(What is being asked): Retype, word for word, each line between the lines holding "op, lhs, rhs" and "to zero for", inclusive, and leave the rest of the data alone.

Stored data entries:
————
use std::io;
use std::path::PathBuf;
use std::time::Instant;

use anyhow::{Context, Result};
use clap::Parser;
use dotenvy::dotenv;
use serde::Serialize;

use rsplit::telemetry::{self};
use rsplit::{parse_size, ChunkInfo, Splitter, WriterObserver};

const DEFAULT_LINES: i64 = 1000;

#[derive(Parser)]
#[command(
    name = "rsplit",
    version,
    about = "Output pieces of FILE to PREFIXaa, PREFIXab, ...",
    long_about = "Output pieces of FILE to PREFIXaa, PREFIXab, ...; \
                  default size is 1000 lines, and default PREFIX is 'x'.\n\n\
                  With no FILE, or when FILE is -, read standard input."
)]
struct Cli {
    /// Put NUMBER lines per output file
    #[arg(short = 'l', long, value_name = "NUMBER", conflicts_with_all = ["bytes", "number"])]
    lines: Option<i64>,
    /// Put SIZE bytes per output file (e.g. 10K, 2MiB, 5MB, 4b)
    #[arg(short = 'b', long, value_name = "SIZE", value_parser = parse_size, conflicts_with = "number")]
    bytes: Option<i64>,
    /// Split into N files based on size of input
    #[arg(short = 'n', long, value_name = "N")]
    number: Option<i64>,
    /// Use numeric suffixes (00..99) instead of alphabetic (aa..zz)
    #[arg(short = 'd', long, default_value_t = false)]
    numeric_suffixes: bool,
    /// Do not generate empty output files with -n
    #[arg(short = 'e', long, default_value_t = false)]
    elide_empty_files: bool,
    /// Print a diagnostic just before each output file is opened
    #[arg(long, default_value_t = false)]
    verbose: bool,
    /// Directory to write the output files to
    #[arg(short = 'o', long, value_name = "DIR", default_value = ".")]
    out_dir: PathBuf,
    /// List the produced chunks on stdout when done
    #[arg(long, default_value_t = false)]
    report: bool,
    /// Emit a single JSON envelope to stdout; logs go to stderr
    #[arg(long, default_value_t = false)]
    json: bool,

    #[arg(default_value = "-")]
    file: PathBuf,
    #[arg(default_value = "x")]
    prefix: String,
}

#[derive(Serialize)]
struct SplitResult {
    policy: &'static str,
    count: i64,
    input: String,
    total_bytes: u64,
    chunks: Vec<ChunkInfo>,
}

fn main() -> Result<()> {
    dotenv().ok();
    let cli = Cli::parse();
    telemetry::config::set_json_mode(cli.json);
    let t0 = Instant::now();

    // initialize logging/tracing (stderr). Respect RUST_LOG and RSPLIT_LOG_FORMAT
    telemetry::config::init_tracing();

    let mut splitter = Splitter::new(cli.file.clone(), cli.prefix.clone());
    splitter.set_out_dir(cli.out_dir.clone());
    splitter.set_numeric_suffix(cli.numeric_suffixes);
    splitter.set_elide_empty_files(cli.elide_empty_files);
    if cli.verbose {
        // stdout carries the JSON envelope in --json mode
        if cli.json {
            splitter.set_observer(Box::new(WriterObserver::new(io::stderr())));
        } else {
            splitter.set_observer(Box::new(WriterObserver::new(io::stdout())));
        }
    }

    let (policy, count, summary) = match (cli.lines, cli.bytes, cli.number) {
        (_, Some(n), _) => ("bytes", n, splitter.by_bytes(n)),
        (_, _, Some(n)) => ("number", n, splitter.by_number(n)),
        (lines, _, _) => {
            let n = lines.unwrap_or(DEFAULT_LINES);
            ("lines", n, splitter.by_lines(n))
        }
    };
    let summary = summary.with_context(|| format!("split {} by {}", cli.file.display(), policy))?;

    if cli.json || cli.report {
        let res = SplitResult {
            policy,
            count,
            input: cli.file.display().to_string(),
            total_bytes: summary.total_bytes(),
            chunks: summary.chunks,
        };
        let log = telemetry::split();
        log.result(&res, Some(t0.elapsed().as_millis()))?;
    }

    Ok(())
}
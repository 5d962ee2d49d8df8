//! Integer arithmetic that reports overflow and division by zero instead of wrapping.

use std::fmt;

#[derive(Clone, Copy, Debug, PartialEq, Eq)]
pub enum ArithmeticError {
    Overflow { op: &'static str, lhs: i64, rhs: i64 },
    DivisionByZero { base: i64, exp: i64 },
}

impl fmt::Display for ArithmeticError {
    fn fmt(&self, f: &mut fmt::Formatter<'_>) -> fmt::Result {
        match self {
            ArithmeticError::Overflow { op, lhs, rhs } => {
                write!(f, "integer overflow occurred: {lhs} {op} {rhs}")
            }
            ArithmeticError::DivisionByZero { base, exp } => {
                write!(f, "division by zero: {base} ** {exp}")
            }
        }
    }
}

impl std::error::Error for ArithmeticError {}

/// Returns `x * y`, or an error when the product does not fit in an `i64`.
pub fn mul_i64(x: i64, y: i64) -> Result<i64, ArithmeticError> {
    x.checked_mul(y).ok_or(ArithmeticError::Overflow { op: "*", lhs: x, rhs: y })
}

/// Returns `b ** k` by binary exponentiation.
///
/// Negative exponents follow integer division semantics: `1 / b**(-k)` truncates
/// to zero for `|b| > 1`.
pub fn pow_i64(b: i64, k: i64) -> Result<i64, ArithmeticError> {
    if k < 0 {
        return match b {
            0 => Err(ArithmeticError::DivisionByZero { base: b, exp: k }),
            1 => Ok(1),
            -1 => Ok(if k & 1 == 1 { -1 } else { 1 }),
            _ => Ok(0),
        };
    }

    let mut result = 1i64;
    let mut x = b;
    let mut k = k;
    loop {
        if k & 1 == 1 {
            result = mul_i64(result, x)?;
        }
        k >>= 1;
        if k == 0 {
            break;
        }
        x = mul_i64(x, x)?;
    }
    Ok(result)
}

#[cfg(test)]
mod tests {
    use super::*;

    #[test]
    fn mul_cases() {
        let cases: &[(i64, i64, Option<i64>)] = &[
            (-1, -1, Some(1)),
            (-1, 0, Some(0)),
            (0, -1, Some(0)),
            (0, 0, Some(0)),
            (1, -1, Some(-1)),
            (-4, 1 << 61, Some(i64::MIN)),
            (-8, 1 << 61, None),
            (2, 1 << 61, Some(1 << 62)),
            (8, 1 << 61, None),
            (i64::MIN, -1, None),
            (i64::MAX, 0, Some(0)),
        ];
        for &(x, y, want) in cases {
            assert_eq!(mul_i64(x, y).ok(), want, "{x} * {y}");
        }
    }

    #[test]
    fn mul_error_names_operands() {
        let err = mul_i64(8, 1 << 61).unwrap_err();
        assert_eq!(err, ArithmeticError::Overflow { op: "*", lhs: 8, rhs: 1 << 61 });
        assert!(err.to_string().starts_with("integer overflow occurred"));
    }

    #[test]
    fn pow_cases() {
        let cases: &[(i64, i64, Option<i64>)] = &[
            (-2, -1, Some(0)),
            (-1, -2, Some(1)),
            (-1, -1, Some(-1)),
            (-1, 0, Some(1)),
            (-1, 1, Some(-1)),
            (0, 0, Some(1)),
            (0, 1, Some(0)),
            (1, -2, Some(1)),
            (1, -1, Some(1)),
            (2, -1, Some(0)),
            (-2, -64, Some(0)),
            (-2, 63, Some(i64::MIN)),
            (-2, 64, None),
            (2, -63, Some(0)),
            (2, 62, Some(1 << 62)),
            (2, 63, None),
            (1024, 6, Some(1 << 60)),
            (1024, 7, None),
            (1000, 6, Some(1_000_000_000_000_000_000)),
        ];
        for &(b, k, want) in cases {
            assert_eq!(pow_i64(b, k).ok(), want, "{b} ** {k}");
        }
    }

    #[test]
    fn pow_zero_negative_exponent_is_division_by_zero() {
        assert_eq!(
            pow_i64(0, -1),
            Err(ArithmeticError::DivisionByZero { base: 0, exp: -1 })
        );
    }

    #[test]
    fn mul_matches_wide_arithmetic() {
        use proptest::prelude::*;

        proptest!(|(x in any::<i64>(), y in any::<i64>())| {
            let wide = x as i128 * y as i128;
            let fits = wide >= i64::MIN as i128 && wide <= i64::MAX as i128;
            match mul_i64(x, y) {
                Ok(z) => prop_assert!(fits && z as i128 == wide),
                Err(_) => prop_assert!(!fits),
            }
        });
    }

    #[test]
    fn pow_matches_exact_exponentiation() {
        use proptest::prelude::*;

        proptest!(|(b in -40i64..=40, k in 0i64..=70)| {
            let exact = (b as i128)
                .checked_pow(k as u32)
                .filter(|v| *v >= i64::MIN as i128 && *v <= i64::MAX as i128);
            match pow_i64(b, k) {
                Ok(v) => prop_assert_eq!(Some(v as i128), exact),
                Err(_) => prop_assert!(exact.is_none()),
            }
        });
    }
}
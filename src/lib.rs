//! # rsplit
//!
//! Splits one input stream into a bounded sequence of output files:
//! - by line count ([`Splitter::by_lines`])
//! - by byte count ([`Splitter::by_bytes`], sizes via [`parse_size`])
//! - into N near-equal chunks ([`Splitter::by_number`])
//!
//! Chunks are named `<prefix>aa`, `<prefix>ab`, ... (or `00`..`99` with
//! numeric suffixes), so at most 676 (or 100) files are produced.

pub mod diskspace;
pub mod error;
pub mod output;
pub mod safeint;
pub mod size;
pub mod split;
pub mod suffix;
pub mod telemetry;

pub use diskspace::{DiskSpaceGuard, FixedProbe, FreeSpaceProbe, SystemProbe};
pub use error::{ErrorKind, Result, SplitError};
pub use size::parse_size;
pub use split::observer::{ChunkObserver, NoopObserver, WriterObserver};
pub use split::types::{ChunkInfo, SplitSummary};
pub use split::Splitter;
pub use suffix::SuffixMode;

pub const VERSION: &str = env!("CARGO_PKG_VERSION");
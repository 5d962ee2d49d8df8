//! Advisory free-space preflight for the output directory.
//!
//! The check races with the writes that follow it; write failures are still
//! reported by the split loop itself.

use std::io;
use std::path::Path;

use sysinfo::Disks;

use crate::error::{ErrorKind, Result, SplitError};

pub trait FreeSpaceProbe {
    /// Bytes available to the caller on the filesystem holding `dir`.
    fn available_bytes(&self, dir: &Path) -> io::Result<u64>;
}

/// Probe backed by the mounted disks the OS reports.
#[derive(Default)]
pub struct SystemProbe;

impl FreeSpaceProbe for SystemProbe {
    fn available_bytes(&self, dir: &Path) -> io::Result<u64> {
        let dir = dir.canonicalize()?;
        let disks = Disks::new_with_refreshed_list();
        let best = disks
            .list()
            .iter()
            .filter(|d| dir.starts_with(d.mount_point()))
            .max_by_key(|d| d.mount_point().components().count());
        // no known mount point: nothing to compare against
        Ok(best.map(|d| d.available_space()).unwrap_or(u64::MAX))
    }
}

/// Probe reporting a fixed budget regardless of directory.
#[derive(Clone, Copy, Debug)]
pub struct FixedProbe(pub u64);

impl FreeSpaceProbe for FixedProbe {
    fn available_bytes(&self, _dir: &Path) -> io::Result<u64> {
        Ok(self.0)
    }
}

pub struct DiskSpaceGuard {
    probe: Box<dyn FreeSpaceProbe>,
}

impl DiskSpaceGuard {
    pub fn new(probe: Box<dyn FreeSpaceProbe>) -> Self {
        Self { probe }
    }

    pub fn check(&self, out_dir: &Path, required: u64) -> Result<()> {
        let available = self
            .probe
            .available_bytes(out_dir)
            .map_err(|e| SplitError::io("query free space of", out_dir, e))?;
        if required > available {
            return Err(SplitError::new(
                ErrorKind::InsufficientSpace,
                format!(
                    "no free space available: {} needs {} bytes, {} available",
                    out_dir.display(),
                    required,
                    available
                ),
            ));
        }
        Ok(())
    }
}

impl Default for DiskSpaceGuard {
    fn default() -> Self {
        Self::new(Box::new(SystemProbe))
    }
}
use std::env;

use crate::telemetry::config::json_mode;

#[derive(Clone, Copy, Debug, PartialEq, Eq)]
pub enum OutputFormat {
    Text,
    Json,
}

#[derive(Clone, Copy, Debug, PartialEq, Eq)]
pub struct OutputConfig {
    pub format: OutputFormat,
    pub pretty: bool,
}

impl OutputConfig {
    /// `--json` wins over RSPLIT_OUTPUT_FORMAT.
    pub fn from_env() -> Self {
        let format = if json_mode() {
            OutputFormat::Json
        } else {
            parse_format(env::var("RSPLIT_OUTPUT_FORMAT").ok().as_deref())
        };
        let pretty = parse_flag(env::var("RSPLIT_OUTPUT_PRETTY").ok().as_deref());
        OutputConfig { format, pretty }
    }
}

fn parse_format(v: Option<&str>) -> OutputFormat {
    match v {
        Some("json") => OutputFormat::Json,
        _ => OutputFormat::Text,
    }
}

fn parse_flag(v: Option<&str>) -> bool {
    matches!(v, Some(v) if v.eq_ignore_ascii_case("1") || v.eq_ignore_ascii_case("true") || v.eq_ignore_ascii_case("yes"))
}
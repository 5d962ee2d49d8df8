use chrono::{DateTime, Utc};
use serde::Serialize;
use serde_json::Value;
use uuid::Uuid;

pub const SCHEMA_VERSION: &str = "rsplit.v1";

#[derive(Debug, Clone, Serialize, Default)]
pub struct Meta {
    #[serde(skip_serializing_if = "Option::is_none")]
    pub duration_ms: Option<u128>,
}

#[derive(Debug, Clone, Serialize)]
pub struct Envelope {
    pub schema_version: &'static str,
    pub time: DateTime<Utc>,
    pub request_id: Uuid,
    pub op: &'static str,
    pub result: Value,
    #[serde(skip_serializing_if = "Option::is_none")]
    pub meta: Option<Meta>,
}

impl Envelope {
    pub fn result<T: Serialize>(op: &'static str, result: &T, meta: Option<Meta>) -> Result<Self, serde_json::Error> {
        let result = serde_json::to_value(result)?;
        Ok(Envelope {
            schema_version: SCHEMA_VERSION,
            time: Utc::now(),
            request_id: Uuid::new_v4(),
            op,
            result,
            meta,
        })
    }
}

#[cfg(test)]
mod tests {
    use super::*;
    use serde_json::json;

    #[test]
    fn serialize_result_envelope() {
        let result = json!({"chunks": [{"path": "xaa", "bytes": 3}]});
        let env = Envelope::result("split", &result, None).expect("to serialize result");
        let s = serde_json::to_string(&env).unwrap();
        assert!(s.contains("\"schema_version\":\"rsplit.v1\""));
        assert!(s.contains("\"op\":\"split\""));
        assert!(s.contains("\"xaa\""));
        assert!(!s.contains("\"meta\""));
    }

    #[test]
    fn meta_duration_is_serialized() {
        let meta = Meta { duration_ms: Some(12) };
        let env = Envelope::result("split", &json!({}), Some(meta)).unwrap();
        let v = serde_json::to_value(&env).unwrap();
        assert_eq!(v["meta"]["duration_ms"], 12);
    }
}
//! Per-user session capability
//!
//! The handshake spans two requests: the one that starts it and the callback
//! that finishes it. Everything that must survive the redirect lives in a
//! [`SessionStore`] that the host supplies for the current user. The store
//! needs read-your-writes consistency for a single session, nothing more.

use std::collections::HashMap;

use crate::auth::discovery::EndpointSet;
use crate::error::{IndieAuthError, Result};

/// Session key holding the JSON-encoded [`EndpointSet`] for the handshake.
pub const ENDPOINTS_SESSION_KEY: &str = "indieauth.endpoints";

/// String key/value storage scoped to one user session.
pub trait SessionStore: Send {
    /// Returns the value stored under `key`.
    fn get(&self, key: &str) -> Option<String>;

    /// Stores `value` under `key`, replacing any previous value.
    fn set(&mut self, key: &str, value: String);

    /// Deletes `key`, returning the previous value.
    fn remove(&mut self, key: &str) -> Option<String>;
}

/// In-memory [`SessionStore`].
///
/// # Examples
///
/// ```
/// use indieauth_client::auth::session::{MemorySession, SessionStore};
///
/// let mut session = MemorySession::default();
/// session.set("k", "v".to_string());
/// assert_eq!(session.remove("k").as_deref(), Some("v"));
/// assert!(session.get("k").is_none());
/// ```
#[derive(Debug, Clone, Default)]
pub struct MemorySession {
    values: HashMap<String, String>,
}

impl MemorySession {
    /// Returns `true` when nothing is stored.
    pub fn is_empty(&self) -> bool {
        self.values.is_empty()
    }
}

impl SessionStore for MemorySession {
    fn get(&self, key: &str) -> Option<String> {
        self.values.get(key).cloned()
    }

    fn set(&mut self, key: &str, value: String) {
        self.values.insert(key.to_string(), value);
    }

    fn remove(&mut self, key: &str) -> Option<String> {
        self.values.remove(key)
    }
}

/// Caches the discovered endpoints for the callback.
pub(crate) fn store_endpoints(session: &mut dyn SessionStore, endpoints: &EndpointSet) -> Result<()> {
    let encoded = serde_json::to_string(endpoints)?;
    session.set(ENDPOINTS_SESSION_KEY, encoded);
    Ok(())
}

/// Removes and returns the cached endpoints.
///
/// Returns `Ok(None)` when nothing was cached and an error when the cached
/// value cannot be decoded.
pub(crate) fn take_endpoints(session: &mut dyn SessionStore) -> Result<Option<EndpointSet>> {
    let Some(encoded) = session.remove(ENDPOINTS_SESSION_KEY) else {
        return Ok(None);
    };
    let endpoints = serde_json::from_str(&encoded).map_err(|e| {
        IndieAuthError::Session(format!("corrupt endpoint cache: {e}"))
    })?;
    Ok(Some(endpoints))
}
————
(Output of the exercise):
            ArithmeticError::Overflow { op, lhs, rhs } => {
                write!(f, "integer overflow occurred: {lhs} {op} {rhs}")
            }
            ArithmeticError::DivisionByZero { base, exp } => {
                write!(f, "division by zero: {base} ** {exp}")
            }
        }
    }
}

impl std::error::Error for ArithmeticError {}

/// Returns `x * y`, or an error when the product does not fit in an `i64`.
pub fn mul_i64(x: i64, y: i64) -> Result<i64, ArithmeticError> {
    x.checked_mul(y).ok_or(ArithmeticError::Overflow { op: "*", lhs: x, rhs: y })
}

/// Returns `b ** k` by binary exponentiation.
///
/// Negative exponents follow integer division semantics: `1 / b**(-k)` truncates
/// to zero for `|b| > 1`.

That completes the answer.